The number of contaminated vehicles identified after a spread of radioactive contamination at the Hanford Site’s Plutonium Finishing Plant has increased to 21. Fourteen of those are government and contractor vehicles, and seven belong to workers. The last worker-owned car with contamination was released to its owner Wednesday.
Surveys of vehicles are continuing at the Department of Energy cleanup site in Washington state. As of Wednesday evening 46 government and contractor vehicles had been checked for contamination, with 45 yet to be surveyed.
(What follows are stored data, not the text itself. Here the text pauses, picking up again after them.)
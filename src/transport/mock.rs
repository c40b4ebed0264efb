use std::{
    sync::Arc,
    task::{Context, Poll},
};

use async_trait::async_trait;
use bytes::Bytes;
use url::Url;

use crate::{
    protocol::error::AgentError,
    transport::{StreamingTransportResponse, Transport, TransportRequest, TransportResponse},
};

/// Mock transport for internal testing
///
/// Answers every request through a handler closure. Streaming requests get
/// the handler's body split into the given chunk size, so SSE parsing is
/// exercised across chunk boundaries.
#[derive(Clone)]
pub(crate) struct MockTransport {
    handler: Arc<dyn Fn(TransportRequest) -> TransportResponse + Send + Sync>,
    base_url: Url,
    chunk_size: usize,
}

impl MockTransport {
    /// Create a new mock transport with a custom request handler
    pub fn new<F>(handler: F) -> Self
    where
        F: Fn(TransportRequest) -> TransportResponse + Send + Sync + 'static,
    {
        Self {
            handler: Arc::new(handler),
            base_url: Url::parse("mock://gateway/agents").unwrap(),
            chunk_size: 16,
        }
    }

    /// Create a mock transport that always returns 200 OK
    pub fn ok() -> Self {
        Self::new(|_| TransportResponse::new(200))
    }

    /// Create a mock transport that always returns the given JSON
    pub fn json(status: u16, value: serde_json::Value) -> Self {
        Self::new(move |_| {
            TransportResponse::new(status).body(Bytes::from(serde_json::to_vec(&value).unwrap()))
        })
    }

    /// Create a mock transport that streams the given SSE body
    pub fn sse(body: impl Into<String>) -> Self {
        let body = body.into();
        Self::new(move |_| {
            TransportResponse::new(200)
                .header("content-type", "text/event-stream")
                .body(Bytes::from(body.clone()))
        })
    }
}

#[async_trait]
impl Transport for MockTransport {
    fn poll_ready(&mut self, _cx: &mut Context<'_>) -> Poll<Result<(), AgentError>> {
        Poll::Ready(Ok(()))
    }

    async fn execute(&self, request: TransportRequest) -> Result<TransportResponse, AgentError> {
        Ok((self.handler)(request))
    }

    async fn execute_streaming(
        &self,
        request: TransportRequest,
    ) -> Result<StreamingTransportResponse, AgentError> {
        let response = (self.handler)(request);
        let chunks: Vec<Result<Bytes, AgentError>> = response
            .body
            .chunks(self.chunk_size)
            .map(|chunk| Ok(Bytes::copy_from_slice(chunk)))
            .collect();

        Ok(StreamingTransportResponse {
            status: response.status,
            headers: response.headers,
            body: Box::pin(futures::stream::iter(chunks)),
        })
    }

    fn base_url(&self) -> &Url {
        &self.base_url
    }
}

impl std::fmt::Debug for MockTransport {
    fn fmt(&self, f: &mut std::fmt::Formatter<'_>) -> std::fmt::Result {
        f.debug_struct("MockTransport")
            .field("base_url", &self.base_url)
            .finish()
    }
}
Work was canceled at the site Thursday and Friday due to freezing rain, but crews were expected to survey vehicles again over the holiday weekend.
No additional spread of contamination had been found from Dec. 22-28, but some checks were limited by snow. Workers were being kept out of areas where radioactive contamination was most likely because protective gear limits traction and puts workers at risk of slips and falls. As weather permitted, more fixative was being applied to areas where speaks of contamination had been found. Plans were being made to apply a clean soil cover to a contaminated area near office trailers.
The radioactive contamination spread was discovered late Dec. 15, the final day of open-air demolition of the plant’s Plutonium Reclamation Facility. Since then, 257 Hanford workers have requested bioassay checks for inhaled or ingested radioactive particles. Additional requests are expected when more workers are on site after the first of the year. Demolition of the remaining part of the Plutonium Finishing Plant that remains standing is on hold.
Sens. Patty Murray and Maria Cantwell (both D-Wash.) said they have “grave concern” about both the spread of contamination at the plant and also worker air monitors that showed airborne radioactive contamination earlier in December. In a Dec. 22 letter to James Owendoff, acting head of DOE’s Office of Environmental Management, the senators said demolition should remain on hold “until all facts from the past two weeks are known, fully understood, and communicated to the workforce and public, and all corrective actions and safety precautions are in place.”